What the exercise asks: Search the listing below for the string "PersistenceBackend" and show each line that contains it.

________________________________________

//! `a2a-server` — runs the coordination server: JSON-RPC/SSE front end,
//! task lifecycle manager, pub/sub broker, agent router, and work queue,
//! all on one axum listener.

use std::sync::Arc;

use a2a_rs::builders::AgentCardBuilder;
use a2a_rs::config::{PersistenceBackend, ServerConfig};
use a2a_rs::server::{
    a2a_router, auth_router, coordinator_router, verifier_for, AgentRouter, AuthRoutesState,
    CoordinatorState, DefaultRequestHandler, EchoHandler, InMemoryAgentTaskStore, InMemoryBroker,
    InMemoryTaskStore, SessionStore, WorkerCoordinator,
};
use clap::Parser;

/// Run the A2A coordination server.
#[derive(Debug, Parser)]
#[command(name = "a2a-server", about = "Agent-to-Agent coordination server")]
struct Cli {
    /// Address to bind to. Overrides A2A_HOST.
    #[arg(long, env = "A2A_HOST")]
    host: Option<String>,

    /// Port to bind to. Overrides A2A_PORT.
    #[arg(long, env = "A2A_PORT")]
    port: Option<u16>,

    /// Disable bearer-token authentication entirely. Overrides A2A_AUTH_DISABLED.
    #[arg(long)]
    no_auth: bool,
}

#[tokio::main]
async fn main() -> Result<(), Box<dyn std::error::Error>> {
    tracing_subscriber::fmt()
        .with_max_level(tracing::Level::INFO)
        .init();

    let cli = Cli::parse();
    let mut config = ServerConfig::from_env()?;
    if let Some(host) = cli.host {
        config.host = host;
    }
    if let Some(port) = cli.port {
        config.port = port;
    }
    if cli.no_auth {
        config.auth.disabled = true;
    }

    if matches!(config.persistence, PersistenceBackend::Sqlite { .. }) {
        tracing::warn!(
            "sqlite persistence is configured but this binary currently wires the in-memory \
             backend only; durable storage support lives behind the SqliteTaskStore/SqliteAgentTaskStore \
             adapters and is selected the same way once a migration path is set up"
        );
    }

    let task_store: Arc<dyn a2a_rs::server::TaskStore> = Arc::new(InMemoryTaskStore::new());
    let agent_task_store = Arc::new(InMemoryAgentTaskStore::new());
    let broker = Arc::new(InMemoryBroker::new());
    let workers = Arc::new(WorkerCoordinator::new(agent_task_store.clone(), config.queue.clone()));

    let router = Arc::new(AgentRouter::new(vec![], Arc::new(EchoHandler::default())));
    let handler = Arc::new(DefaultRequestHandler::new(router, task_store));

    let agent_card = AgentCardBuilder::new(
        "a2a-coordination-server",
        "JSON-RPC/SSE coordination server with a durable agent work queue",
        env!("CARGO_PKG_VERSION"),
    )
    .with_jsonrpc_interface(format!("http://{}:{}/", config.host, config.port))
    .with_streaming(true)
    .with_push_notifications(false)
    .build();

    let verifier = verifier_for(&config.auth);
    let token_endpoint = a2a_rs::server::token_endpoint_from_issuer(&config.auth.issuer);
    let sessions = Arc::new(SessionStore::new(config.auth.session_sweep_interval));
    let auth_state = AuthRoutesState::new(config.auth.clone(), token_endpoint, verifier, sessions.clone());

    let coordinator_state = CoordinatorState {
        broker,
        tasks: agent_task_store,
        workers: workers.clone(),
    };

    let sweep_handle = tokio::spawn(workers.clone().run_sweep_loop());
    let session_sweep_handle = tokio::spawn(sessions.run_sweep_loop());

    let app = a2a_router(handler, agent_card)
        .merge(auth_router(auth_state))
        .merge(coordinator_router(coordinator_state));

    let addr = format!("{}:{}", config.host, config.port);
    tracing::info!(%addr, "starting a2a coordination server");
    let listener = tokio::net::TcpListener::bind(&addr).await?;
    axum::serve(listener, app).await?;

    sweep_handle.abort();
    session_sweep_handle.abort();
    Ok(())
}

________________________________________

Result:
use a2a_rs::config::{PersistenceBackend, ServerConfig};
    if matches!(config.persistence, PersistenceBackend::Sqlite { .. }) {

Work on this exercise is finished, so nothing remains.